### Aim of the exercise
Please print the entries below exactly, from the line with "use async_trait::async_trait;" through the line with "if let Err(e)", including both of those lines and leaving out all others.

### Given data
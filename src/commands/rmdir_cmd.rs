// src/commands/rmdir_cmd.rs
use async_trait::async_trait;

use crate::commands::{Command, CommandContext, CommandResult};

pub struct RmdirCommand;

#[async_trait]
impl Command for RmdirCommand {
    fn name(&self) -> &'static str {
        "rmdir"
    }

    fn description(&self) -> &'static str {
        "Remove empty directories"
    }

    async fn execute(&self, ctx: CommandContext) -> CommandResult {
        if ctx.args.is_empty() {
            return CommandResult::error("rmdir: missing operand\n".to_string());
        }
        let mut tree = ctx.tree.write().await;
        let mut stderr = String::new();
        for path in &ctx.args {
            if let Err(e) = tree.remove_empty_directory(path) {
                stderr.push_str(&format!("rmdir: {e}\n"));
            }
        }
        if stderr.is_empty() {
            CommandResult::success(String::new())
        } else {
            CommandResult::error(stderr)
        }
    }
}

#[cfg(test)]
mod tests {
    use super::*;
    use crate::commands::types::test_support::make_ctx_with_tree;
    use crate::fs::FileTree;
    use std::sync::Arc;
    use tokio::sync::RwLock;

    #[tokio::test]
    async fn test_rmdir_empty_directory() {
        let tree = Arc::new(RwLock::new(FileTree::with_default_layout()));
        let ctx = make_ctx_with_tree(vec!["/home"], tree.clone());
        let result = RmdirCommand.execute(ctx).await;
        assert_eq!(result.exit_code, 0);
        assert!(tree.read().await.resolve("/home").is_err());
    }

    #[tokio::test]
    async fn test_rmdir_refuses_non_empty() {
        let tree = Arc::new(RwLock::new(FileTree::with_default_layout()));
        let ctx = make_ctx_with_tree(vec!["/docs"], tree.clone());
        let result = RmdirCommand.execute(ctx).await;
        assert_eq!(result.exit_code, 1);
        assert_eq!(result.stderr, "rmdir: Directory not empty: /docs\n");
        assert!(tree.read().await.resolve("/docs").is_ok());
    }

    #[tokio::test]
    async fn test_rmdir_on_file() {
        let tree = Arc::new(RwLock::new(FileTree::with_default_layout()));
        let ctx = make_ctx_with_tree(vec!["/docs/readme.txt"], tree);
        let result = RmdirCommand.execute(ctx).await;
        assert_eq!(result.stderr, "rmdir: Not a directory: /docs/readme.txt\n");
    }

    #[tokio::test]
    async fn test_rmdir_missing_operand() {
        let tree = Arc::new(RwLock::new(FileTree::with_default_layout()));
        let ctx = make_ctx_with_tree(vec![], tree);
        let result = RmdirCommand.execute(ctx).await;
        assert_eq!(result.stderr, "rmdir: missing operand\n");
    }
}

### Output for this task
use async_trait::async_trait;

use crate::commands::{Command, CommandContext, CommandResult};

pub struct RmdirCommand;

#[async_trait]
impl Command for RmdirCommand {
    fn name(&self) -> &'static str {
        "rmdir"
    }

    fn description(&self) -> &'static str {
        "Remove empty directories"
    }

    async fn execute(&self, ctx: CommandContext) -> CommandResult {
        if ctx.args.is_empty() {
            return CommandResult::error("rmdir: missing operand\n".to_string());
        }
        let mut tree = ctx.tree.write().await;
        let mut stderr = String::new();
        for path in &ctx.args {
            if let Err(e) = tree.remove_empty_directory(path) {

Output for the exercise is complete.